Aim of the task
What lines of the data hold the string "cells"? Pull each one out.

Supplied data section start

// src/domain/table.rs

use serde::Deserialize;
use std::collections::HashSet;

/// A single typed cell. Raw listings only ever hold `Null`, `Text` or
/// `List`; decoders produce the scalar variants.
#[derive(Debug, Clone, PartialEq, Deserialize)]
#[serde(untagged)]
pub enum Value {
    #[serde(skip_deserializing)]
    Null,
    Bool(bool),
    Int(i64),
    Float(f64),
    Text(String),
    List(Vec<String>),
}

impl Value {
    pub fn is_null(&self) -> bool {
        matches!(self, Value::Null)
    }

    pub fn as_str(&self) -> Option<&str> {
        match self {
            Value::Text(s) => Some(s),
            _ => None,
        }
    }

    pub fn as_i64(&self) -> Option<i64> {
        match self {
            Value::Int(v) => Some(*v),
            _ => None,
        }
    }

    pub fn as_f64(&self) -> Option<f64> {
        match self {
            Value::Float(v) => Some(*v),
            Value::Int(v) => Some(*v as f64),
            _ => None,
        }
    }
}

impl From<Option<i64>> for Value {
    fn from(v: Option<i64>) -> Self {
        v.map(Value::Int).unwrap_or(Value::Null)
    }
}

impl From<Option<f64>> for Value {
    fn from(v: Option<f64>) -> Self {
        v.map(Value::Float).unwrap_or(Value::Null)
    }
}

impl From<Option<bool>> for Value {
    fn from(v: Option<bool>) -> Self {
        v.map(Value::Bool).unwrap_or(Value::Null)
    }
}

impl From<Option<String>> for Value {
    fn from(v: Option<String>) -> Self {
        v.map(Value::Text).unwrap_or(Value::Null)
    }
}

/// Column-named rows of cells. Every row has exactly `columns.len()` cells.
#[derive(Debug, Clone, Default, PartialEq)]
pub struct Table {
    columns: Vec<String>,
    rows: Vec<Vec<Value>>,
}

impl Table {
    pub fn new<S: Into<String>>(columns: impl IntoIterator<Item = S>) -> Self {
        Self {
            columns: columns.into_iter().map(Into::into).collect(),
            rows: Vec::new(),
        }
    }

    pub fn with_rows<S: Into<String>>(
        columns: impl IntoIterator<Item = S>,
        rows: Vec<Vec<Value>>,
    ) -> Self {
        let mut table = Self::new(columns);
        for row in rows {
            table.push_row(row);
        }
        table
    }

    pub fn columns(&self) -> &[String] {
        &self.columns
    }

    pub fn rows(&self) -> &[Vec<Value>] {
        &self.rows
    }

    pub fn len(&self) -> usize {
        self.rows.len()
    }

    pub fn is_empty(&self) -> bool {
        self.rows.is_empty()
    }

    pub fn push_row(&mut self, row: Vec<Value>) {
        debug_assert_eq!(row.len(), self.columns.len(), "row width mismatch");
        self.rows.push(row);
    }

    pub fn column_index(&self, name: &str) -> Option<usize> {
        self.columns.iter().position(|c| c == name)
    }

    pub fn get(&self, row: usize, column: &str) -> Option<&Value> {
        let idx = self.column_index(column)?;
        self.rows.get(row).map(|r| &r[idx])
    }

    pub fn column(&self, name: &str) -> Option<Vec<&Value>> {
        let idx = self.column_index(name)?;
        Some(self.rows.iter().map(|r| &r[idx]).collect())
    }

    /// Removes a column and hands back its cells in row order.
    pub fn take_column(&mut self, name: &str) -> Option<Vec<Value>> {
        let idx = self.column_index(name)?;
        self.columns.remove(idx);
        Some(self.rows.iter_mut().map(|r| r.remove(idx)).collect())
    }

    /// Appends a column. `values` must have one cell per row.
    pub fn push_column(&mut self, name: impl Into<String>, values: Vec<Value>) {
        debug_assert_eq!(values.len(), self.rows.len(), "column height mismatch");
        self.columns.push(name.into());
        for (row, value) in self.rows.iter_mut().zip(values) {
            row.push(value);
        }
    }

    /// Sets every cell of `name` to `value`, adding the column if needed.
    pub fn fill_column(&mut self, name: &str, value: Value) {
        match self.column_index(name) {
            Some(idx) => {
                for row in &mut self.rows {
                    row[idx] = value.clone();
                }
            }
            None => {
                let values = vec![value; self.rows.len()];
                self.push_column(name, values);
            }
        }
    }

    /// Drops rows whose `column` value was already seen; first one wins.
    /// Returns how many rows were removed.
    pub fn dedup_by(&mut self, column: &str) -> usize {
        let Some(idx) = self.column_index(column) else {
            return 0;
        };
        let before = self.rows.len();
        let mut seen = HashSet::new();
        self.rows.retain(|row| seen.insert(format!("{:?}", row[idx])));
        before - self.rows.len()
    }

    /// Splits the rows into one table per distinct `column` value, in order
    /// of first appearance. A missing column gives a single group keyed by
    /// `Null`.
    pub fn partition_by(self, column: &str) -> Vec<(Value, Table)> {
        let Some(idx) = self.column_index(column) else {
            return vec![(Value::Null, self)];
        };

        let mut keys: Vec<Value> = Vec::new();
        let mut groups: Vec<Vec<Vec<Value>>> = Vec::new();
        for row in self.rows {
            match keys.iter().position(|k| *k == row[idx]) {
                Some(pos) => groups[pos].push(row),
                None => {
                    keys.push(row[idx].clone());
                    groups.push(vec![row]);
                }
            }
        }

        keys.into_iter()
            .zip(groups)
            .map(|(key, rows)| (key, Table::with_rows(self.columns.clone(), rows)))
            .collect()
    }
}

Supplied data section end

Problem solution
/// Column-named rows of cells. Every row has exactly `columns.len()` cells.
    /// Removes a column and hands back its cells in row order.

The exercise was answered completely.